3.2. Inhibitory Effect of Thymol against the Adhesion and Biofilm Formation of MRSA and CRPA
The effects of different concentrations of thymol on bacterial adhesion and biofilm formation were determined following 30 min and 24 h exposures, respectively. The bacterial adhesion at each concentration of thymol was calculated as the percentage relative to the control. Compared with the control treatment, we found that thymol promoted a significant concentration-dependent reduction in the adhesion of MRSA and CRPA (p < 0.05, Figure 2) and significant concentration-dependent inhibition of the rate of biofilm formation by these strains (p < 0.05, Figure 3).
3.3. Eradication Effect of Thymol against MRSA and CRPA Biofilms
The minimum biofilm eradication concentrations (MBECs) of thymol and effects on the hydrolytic activity and extracellular matrix of MRSA and CRPA biofilms were determined following 24 h exposure. We accordingly obtained thymol MBEC values of 0.78 and 3.13 mg/mL by optical density measurements against the preformed mature biofilms produced by MRSA and CRPA strains, respectively (Figure 4A). To confirm the eradication effect of thymol based on optical density measurements, viable cell counts were determined after 24 h of growth. The MBEC values of thymol were 0.78 and 6.25 mg/mL by colony-forming unit (CFU) measurements against the preformed mature biofilms produced by MRSA and CRPA strains, respectively (Figure 4B). The enzymatic activity of microbial populations and overall microbial activity were assessed based on fluorescein diacetate (FDA) release assays. Products of FDA hydrolysis correlate with the microbial activity of MRSA and CRPA. We found that exposure to thymol promoted a significant concentration-dependent reduction in the rates of MRSA and CRPA biofilms hydrolysis (p < 0.05, Figure 4C).
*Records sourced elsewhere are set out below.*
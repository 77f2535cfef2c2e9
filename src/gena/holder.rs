//! SID → Service map and the renewal scheduler.
//!
//! One thread sleeps until the nearest deadline: for keep-renew services
//! that is expiry minus a safety margin, for the rest expiry itself.
//! Keep-renew services get renewed in place; a failed renewal marks the
//! service expired and reports it. Services without keep-renew are dropped
//! silently once they lapse.

use std::collections::HashMap;
use std::sync::atomic::{AtomicBool, Ordering};
use std::sync::{Arc, Condvar, Mutex};
use std::thread::{self, JoinHandle};
use std::time::{Duration, Instant};

use tracing::{debug, warn};

use crate::device::Service;

const RENEWAL_MARGIN: Duration = Duration::from_secs(10);
const MIN_RENEWAL_MARGIN: Duration = Duration::from_millis(500);

pub(crate) type ExpiredServiceSink = Arc<dyn Fn(Service) + Send + Sync>;

struct Entry {
    service: Service,
    keep_renew: bool,
}

impl Entry {
    /// When the scheduler has to act on this entry.
    fn trigger_at(&self) -> Option<Instant> {
        let expire_at = self.service.subscription_expiry()?;
        if self.keep_renew {
            let margin = renewal_margin(self.service.subscription_timeout());
            Some(expire_at - margin)
        } else {
            Some(expire_at)
        }
    }
}

/// The margin is ten seconds for ordinary subscriptions, scaled down for
/// short grants but never below half a second.
fn renewal_margin(timeout: Duration) -> Duration {
    RENEWAL_MARGIN.min((timeout / 2).max(MIN_RENEWAL_MARGIN))
}

#[derive(Clone)]
pub(crate) struct SubscribeHolder {
    inner: Arc<HolderInner>,
}

struct HolderInner {
    entries: Mutex<HashMap<String, Entry>>,
    cond: Condvar,
    running: AtomicBool,
    handle: Mutex<Option<JoinHandle<()>>>,
}

impl SubscribeHolder {
    pub fn new() -> Self {
        Self {
            inner: Arc::new(HolderInner {
                entries: Mutex::new(HashMap::new()),
                cond: Condvar::new(),
                running: AtomicBool::new(false),
                handle: Mutex::new(None),
            }),
        }
    }

    /// Start the renewal thread. `on_expired` runs outside the holder lock
    /// whenever a keep-renew subscription could not be renewed.
    pub fn start(&self, on_expired: ExpiredServiceSink) {
        if self.inner.running.swap(true, Ordering::SeqCst) {
            return;
        }
        let inner = Arc::clone(&self.inner);
        let handle = thread::Builder::new()
            .name("subscription-renewer".to_string())
            .spawn(move || renewal_loop(inner, on_expired))
            .expect("failed to spawn subscription-renewer");
        *self.inner.handle.lock().unwrap() = Some(handle);
    }

    pub fn stop(&self) {
        if !self.inner.running.swap(false, Ordering::SeqCst) {
            return;
        }
        self.inner.cond.notify_all();
        let handle = self.inner.handle.lock().unwrap().take();
        if let Some(handle) = handle {
            let _ = handle.join();
        }
    }

    /// Register a subscribed service under its SID. Re-adding replaces the
    /// keep-renew flag.
    pub fn add(&self, service: Service, keep_renew: bool) {
        let Some(sid) = service.subscription_id() else {
            warn!(
                service = service.service_id(),
                "Refusing to hold a service without a SID"
            );
            return;
        };
        let mut entries = self.inner.entries.lock().unwrap();
        entries.insert(
            sid,
            Entry {
                service,
                keep_renew,
            },
        );
        self.inner.cond.notify_all();
    }

    pub fn remove(&self, service: &Service) {
        let mut entries = self.inner.entries.lock().unwrap();
        entries.retain(|_, entry| entry.service != *service);
        self.inner.cond.notify_all();
    }

    pub fn get(&self, sid: &str) -> Option<Service> {
        self.inner
            .entries
            .lock()
            .unwrap()
            .get(sid)
            .map(|e| e.service.clone())
    }

    pub fn size(&self) -> usize {
        self.inner.entries.lock().unwrap().len()
    }

    /// Remove and return every held service (the stop cascade).
    pub fn drain(&self) -> Vec<Service> {
        let mut entries = self.inner.entries.lock().unwrap();
        let drained = entries.drain().map(|(_, e)| e.service).collect();
        self.inner.cond.notify_all();
        drained
    }
}

fn renewal_loop(inner: Arc<HolderInner>, on_expired: ExpiredServiceSink) {
    loop {
        let mut to_renew: Vec<Service> = Vec::new();
        let mut to_drop: Vec<Service> = Vec::new();
        {
            let mut entries = inner.entries.lock().unwrap();
            if !inner.running.load(Ordering::SeqCst) {
                break;
            }
            let now = Instant::now();
            let next = entries.values().filter_map(Entry::trigger_at).min();
            match next {
                None => {
                    let _guard = inner.cond.wait(entries).unwrap();
                    continue;
                }
                Some(at) if at > now => {
                    let (_guard, _timeout) =
                        inner.cond.wait_timeout(entries, at - now).unwrap();
                    continue;
                }
                Some(_) => {
                    // Entries whose subscription state was cleared elsewhere
                    // are stale; drop them instead of re-scheduling.
                    entries.retain(|_, e| e.service.subscription_expiry().is_some());
                    let due: Vec<String> = entries
                        .iter()
                        .filter(|(_, e)| e.trigger_at().map(|t| t <= now).unwrap_or(false))
                        .map(|(sid, _)| sid.clone())
                        .collect();
                    for sid in due {
                        let Some(entry) = entries.get(&sid) else {
                            continue;
                        };
                        if entry.keep_renew {
                            to_renew.push(entry.service.clone());
                        } else {
                            to_drop.push(entries.remove(&sid).unwrap().service);
                        }
                    }
                }
            }
        }

        for service in to_renew {
            match service.renew_subscribe() {
                Ok(()) => {
                    debug!(service = service.service_id(), "Subscription renewed");
                }
                Err(err) => {
                    warn!(
                        service = service.service_id(),
                        error = %err,
                        "Renewal failed, subscription expired"
                    );
                    let sid = service.subscription_id();
                    service.expired();
                    if let Some(sid) = sid {
                        inner.entries.lock().unwrap().remove(&sid);
                    }
                    on_expired(service);
                }
            }
        }
        for service in to_drop {
            debug!(
                service = service.service_id(),
                "Subscription lapsed without keep-renew"
            );
            service.expired();
        }
    }
}
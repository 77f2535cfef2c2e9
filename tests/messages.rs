use upnp_control::{HttpRequest, HttpResponse, Nts, SsdpMessage};

const ALIVE: &str = "NOTIFY * HTTP/1.1\r\n\
    HOST: 239.255.255.250:1900\r\n\
    CACHE-CONTROL: max-age=1800\r\n\
    LOCATION: http://192.0.2.2:12345/device.xml\r\n\
    NT: urn:schemas-upnp-org:device:MediaServer:1\r\n\
    NTS: ssdp:alive\r\n\
    SERVER: Linux/2.6 UPnP/1.0 test/1.0\r\n\
    USN: uuid:01234567-89ab-cdef-0123-456789abcdef::urn:schemas-upnp-org:device:MediaServer:1\r\n\
    \r\n";

#[test]
fn ssdp_message_exposes_derived_fields() {
    let message = SsdpMessage::parse(
        ALIVE.as_bytes(),
        "192.0.2.2:1900".parse().unwrap(),
        "192.0.2.1".parse().unwrap(),
    )
    .unwrap();

    assert_eq!(message.uuid(), "uuid:01234567-89ab-cdef-0123-456789abcdef");
    assert_eq!(message.nts(), Nts::Alive);
    assert_eq!(
        message.notification_type(),
        Some("urn:schemas-upnp-org:device:MediaServer:1")
    );
    assert_eq!(message.max_age(), 1800);
    assert_eq!(
        message.local_address(),
        Some("192.0.2.1".parse().unwrap())
    );
    assert!(message.has_valid_location());
}

#[test]
fn ssdp_parse_serialize_parse_keeps_the_header_bag() {
    let first = SsdpMessage::parse(
        ALIVE.as_bytes(),
        "192.0.2.2:1900".parse().unwrap(),
        "192.0.2.1".parse().unwrap(),
    )
    .unwrap();
    let second = SsdpMessage::parse(
        &first.serialize(),
        "192.0.2.2:1900".parse().unwrap(),
        "192.0.2.1".parse().unwrap(),
    )
    .unwrap();

    for name in ["HOST", "CACHE-CONTROL", "LOCATION", "NT", "NTS", "SERVER", "USN"] {
        assert_eq!(first.header(name), second.header(name), "header {}", name);
    }
    assert_eq!(first.uuid(), second.uuid());
}

#[test]
fn http_request_roundtrip() {
    let mut request = HttpRequest::new("SUBSCRIBE", "http://192.0.2.9/event");
    request.headers.set("NT", "upnp:event");
    request.headers.set("CALLBACK", "<http://192.0.2.1:5000/>");
    request.headers.set("TIMEOUT", "Second-300");

    let parsed = HttpRequest::parse(&request.serialize()).unwrap();
    assert_eq!(parsed.method, "SUBSCRIBE");
    assert_eq!(parsed.headers.get("callback"), Some("<http://192.0.2.1:5000/>"));
    assert_eq!(parsed.headers.get("TIMEOUT"), Some("Second-300"));
}

#[test]
fn http_response_roundtrip_with_body() {
    let mut response = HttpResponse::new(200, "OK");
    response.headers.set("SID", "uuid:sub-1");
    response.body = b"payload".to_vec();

    let parsed = HttpResponse::parse(&response.serialize()).unwrap();
    assert_eq!(parsed.status, 200);
    assert!(parsed.is_success());
    assert_eq!(parsed.headers.get("sid"), Some("uuid:sub-1"));
    assert_eq!(parsed.body, b"payload");
}
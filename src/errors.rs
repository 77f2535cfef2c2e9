use thiserror::Error;

/// Errors surfaced by the control point and its subsystems.
#[derive(Error, Debug)]
pub enum ControlPointError {
    /// Socket bind/send/receive failure, HTTP transport failure or non-2xx
    /// response where a 200 was required.
    #[error("Network error: {0}")]
    Network(String),

    /// Malformed HTTP/SSDP message or a missing required header.
    #[error("Protocol error: {0}")]
    Protocol(String),

    /// Device or service description could not be parsed into a usable graph.
    #[error("Invalid description: {0}")]
    InvalidDescription(String),

    /// Operation invoked in a lifecycle state that does not allow it.
    #[error("Invalid state: {0}")]
    InvalidState(String),

    /// UDN or SID lookup miss where the caller required existence.
    #[error("Not found: {0}")]
    NotFound(String),
}

impl ControlPointError {
    pub fn network(err: impl std::fmt::Display) -> Self {
        ControlPointError::Network(err.to_string())
    }

    pub fn protocol(message: &str) -> Self {
        ControlPointError::Protocol(message.to_string())
    }

    pub fn invalid_description(err: impl std::fmt::Display) -> Self {
        ControlPointError::InvalidDescription(err.to_string())
    }
}

impl From<std::io::Error> for ControlPointError {
    fn from(err: std::io::Error) -> Self {
        ControlPointError::Network(err.to_string())
    }
}

impl From<xmltree::ParseError> for ControlPointError {
    fn from(err: xmltree::ParseError) -> Self {
        ControlPointError::InvalidDescription(err.to_string())
    }
}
The polysaccharide amount was investigated using a WGA conjugate that targets the poly-N-acetyl glucosamine fraction of the biofilm matrix. Exposure to thymol promoted a significant concentration-dependent reduction in the biofilm matrix of MRSA and CRPA (p < 0.05, Figure 5). These results indicated that thymol eradicated the preformed biofilms produced by MRSA and CRPA strains.
3.4. Biofilm-Destruction Activity of Thymol against Biofilm-Coated Tympanostomy Tubes
The antibiofilm activity of thymol against the development of MRSA and CRPA biofilms on tympanostomy tube surfaces was compared based on scanning electron microscopy observations following 24 h treatments with different concentrations of thymol. Examination of the surfaces of control group tympanostomy tubes revealed the occurrence of numerous MRSA and CRPA colonies and biofilm formation, whereas we observed marked concentration-dependent reductions in the numbers of MRSA and CRPA colonies and biofilm development in the thymol-treated groups (Figure 6).
4. Discussion
Prolonged infection and chronic otorrhea subsequent to tympanostomy tube placement are frequently associated with biofilm-mediated infection [21], with strains of S. aureus and P. aeruginosa often identified as the causal bacteria [22]. Biofilms comprise microbial communities in which bacteria co-exist within an extracellular polysaccharide matrix, and differences in the microstructure of these biofilms contribute to determining their susceptibility/resistance to different antibiotics [23,24]. The biofilms produced by antibiotic-resistant strains, such as those of MRSA and CRPA, are notably more resistant, thereby presenting new therapeutic challenges [8,9].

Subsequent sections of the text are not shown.